What to do
In this exercise, reproduce all the entries that follow exactly.

[Collected data]

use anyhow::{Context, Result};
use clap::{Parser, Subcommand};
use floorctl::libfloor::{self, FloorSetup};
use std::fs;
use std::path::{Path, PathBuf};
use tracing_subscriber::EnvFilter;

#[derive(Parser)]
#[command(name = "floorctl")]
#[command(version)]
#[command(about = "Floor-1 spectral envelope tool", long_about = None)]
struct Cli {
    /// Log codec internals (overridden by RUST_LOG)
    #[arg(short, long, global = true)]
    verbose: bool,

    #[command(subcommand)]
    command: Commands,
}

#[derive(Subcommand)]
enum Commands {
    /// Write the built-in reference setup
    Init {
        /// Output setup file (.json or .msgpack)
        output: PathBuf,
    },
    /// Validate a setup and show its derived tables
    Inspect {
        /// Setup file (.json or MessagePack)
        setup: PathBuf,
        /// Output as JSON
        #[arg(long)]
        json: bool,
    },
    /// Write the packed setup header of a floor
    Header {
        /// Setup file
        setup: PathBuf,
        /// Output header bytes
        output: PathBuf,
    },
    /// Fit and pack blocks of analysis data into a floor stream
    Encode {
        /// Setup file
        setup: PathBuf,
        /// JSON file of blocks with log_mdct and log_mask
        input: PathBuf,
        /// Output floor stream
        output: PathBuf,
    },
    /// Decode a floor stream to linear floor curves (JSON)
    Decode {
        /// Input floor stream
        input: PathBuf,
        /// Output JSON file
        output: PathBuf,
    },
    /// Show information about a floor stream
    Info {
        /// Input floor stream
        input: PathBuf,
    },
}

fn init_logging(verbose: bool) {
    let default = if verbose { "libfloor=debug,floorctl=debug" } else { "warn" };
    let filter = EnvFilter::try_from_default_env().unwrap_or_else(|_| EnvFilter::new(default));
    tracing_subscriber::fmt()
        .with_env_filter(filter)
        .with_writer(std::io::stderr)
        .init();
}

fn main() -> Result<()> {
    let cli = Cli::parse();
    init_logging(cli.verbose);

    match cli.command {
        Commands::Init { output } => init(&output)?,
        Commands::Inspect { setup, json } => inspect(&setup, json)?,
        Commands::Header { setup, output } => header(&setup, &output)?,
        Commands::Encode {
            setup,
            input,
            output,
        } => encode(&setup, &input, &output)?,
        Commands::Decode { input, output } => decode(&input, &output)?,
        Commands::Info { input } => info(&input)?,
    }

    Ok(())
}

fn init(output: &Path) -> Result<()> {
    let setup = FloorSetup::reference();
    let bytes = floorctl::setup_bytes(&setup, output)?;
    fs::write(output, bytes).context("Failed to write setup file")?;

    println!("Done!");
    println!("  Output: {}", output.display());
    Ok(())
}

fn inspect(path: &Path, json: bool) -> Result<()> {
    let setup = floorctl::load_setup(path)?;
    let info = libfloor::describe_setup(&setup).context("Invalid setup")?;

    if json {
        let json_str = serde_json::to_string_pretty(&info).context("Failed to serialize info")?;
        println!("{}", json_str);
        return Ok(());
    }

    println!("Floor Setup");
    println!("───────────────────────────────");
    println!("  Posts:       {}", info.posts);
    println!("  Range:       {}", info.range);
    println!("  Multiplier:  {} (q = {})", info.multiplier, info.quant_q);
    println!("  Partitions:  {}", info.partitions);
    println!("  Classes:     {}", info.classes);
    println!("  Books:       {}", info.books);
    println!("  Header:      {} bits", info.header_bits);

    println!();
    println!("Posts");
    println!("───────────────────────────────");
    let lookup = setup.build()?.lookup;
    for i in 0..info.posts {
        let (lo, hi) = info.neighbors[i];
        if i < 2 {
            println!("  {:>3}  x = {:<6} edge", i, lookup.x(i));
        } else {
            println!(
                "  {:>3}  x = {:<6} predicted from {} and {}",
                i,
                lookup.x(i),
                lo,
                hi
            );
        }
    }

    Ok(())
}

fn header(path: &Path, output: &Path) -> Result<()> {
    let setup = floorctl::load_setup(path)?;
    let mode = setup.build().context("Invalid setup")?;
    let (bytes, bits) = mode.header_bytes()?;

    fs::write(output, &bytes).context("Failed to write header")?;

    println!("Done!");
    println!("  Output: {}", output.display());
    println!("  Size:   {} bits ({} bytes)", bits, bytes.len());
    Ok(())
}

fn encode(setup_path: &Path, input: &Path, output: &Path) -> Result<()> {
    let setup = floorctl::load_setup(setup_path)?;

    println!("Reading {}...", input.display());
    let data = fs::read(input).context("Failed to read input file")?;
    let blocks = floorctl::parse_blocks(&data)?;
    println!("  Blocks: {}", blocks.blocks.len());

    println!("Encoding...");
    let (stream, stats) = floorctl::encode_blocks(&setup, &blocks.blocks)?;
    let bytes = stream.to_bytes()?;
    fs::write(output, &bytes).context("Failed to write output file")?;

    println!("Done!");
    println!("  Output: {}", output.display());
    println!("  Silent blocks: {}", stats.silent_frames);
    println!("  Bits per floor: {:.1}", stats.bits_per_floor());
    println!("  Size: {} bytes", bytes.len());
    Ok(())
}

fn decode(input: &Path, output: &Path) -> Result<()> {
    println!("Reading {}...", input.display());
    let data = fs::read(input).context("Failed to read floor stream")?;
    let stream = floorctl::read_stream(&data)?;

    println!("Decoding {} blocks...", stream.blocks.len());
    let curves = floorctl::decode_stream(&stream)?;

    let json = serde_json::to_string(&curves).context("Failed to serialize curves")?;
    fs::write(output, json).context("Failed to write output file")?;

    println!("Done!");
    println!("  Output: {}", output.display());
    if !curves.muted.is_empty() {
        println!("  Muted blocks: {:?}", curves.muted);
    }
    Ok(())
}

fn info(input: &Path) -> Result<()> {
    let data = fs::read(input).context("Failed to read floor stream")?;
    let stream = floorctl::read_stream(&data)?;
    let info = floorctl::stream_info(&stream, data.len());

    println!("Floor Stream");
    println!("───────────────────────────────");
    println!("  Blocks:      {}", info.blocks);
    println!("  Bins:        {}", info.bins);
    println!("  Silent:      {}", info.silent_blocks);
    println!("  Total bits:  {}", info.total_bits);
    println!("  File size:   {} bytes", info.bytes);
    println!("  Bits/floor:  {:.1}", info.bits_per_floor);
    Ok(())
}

Answer to the exercise
use anyhow::{Context, Result};
use clap::{Parser, Subcommand};
use floorctl::libfloor::{self, FloorSetup};
use std::fs;
use std::path::{Path, PathBuf};
use tracing_subscriber::EnvFilter;

#[derive(Parser)]
#[command(name = "floorctl")]
#[command(version)]
#[command(about = "Floor-1 spectral envelope tool", long_about = None)]
struct Cli {
    /// Log codec internals (overridden by RUST_LOG)
    #[arg(short, long, global = true)]
    verbose: bool,

    #[command(subcommand)]
    command: Commands,
}

#[derive(Subcommand)]
enum Commands {
    /// Write the built-in reference setup
    Init {
        /// Output setup file (.json or .msgpack)
        output: PathBuf,
    },
    /// Validate a setup and show its derived tables
    Inspect {
        /// Setup file (.json or MessagePack)
        setup: PathBuf,
        /// Output as JSON
        #[arg(long)]
        json: bool,
    },
    /// Write the packed setup header of a floor
    Header {
        /// Setup file
        setup: PathBuf,
        /// Output header bytes
        output: PathBuf,
    },
    /// Fit and pack blocks of analysis data into a floor stream
    Encode {
        /// Setup file
        setup: PathBuf,
        /// JSON file of blocks with log_mdct and log_mask
        input: PathBuf,
        /// Output floor stream
        output: PathBuf,
    },
    /// Decode a floor stream to linear floor curves (JSON)
    Decode {
        /// Input floor stream
        input: PathBuf,
        /// Output JSON file
        output: PathBuf,
    },
    /// Show information about a floor stream
    Info {
        /// Input floor stream
        input: PathBuf,
    },
}

fn init_logging(verbose: bool) {
    let default = if verbose { "libfloor=debug,floorctl=debug" } else { "warn" };
    let filter = EnvFilter::try_from_default_env().unwrap_or_else(|_| EnvFilter::new(default));
    tracing_subscriber::fmt()
        .with_env_filter(filter)
        .with_writer(std::io::stderr)
        .init();
}

fn main() -> Result<()> {
    let cli = Cli::parse();
    init_logging(cli.verbose);

    match cli.command {
        Commands::Init { output } => init(&output)?,
        Commands::Inspect { setup, json } => inspect(&setup, json)?,
        Commands::Header { setup, output } => header(&setup, &output)?,
        Commands::Encode {
            setup,
            input,
            output,
        } => encode(&setup, &input, &output)?,
        Commands::Decode { input, output } => decode(&input, &output)?,
        Commands::Info { input } => info(&input)?,
    }

    Ok(())
}

fn init(output: &Path) -> Result<()> {
    let setup = FloorSetup::reference();
    let bytes = floorctl::setup_bytes(&setup, output)?;
    fs::write(output, bytes).context("Failed to write setup file")?;

    println!("Done!");
    println!("  Output: {}", output.display());
    Ok(())
}

fn inspect(path: &Path, json: bool) -> Result<()> {
    let setup = floorctl::load_setup(path)?;
    let info = libfloor::describe_setup(&setup).context("Invalid setup")?;

    if json {
        let json_str = serde_json::to_string_pretty(&info).context("Failed to serialize info")?;
        println!("{}", json_str);
        return Ok(());
    }

    println!("Floor Setup");
    println!("───────────────────────────────");
    println!("  Posts:       {}", info.posts);
    println!("  Range:       {}", info.range);
    println!("  Multiplier:  {} (q = {})", info.multiplier, info.quant_q);
    println!("  Partitions:  {}", info.partitions);
    println!("  Classes:     {}", info.classes);
    println!("  Books:       {}", info.books);
    println!("  Header:      {} bits", info.header_bits);

    println!();
    println!("Posts");
    println!("───────────────────────────────");
    let lookup = setup.build()?.lookup;
    for i in 0..info.posts {
        let (lo, hi) = info.neighbors[i];
        if i < 2 {
            println!("  {:>3}  x = {:<6} edge", i, lookup.x(i));
        } else {
            println!(
                "  {:>3}  x = {:<6} predicted from {} and {}",
                i,
                lookup.x(i),
                lo,
                hi
            );
        }
    }

    Ok(())
}

fn header(path: &Path, output: &Path) -> Result<()> {
    let setup = floorctl::load_setup(path)?;
    let mode = setup.build().context("Invalid setup")?;
    let (bytes, bits) = mode.header_bytes()?;

    fs::write(output, &bytes).context("Failed to write header")?;

    println!("Done!");
    println!("  Output: {}", output.display());
    println!("  Size:   {} bits ({} bytes)", bits, bytes.len());
    Ok(())
}

fn encode(setup_path: &Path, input: &Path, output: &Path) -> Result<()> {
    let setup = floorctl::load_setup(setup_path)?;

    println!("Reading {}...", input.display());
    let data = fs::read(input).context("Failed to read input file")?;
    let blocks = floorctl::parse_blocks(&data)?;
    println!("  Blocks: {}", blocks.blocks.len());

    println!("Encoding...");
    let (stream, stats) = floorctl::encode_blocks(&setup, &blocks.blocks)?;
    let bytes = stream.to_bytes()?;
    fs::write(output, &bytes).context("Failed to write output file")?;

    println!("Done!");
    println!("  Output: {}", output.display());
    println!("  Silent blocks: {}", stats.silent_frames);
    println!("  Bits per floor: {:.1}", stats.bits_per_floor());
    println!("  Size: {} bytes", bytes.len());
    Ok(())
}

fn decode(input: &Path, output: &Path) -> Result<()> {
    println!("Reading {}...", input.display());
    let data = fs::read(input).context("Failed to read floor stream")?;
    let stream = floorctl::read_stream(&data)?;

    println!("Decoding {} blocks...", stream.blocks.len());
    let curves = floorctl::decode_stream(&stream)?;

    let json = serde_json::to_string(&curves).context("Failed to serialize curves")?;
    fs::write(output, json).context("Failed to write output file")?;

    println!("Done!");
    println!("  Output: {}", output.display());
    if !curves.muted.is_empty() {
        println!("  Muted blocks: {:?}", curves.muted);
    }
    Ok(())
}

fn info(input: &Path) -> Result<()> {
    let data = fs::read(input).context("Failed to read floor stream")?;
    let stream = floorctl::read_stream(&data)?;
    let info = floorctl::stream_info(&stream, data.len());

    println!("Floor Stream");
    println!("───────────────────────────────");
    println!("  Blocks:      {}", info.blocks);
    println!("  Bins:        {}", info.bins);
    println!("  Silent:      {}", info.silent_blocks);
    println!("  Total bits:  {}", info.total_bits);
    println!("  File size:   {} bytes", info.bytes);
    println!("  Bits/floor:  {:.1}", info.bits_per_floor);
    Ok(())
}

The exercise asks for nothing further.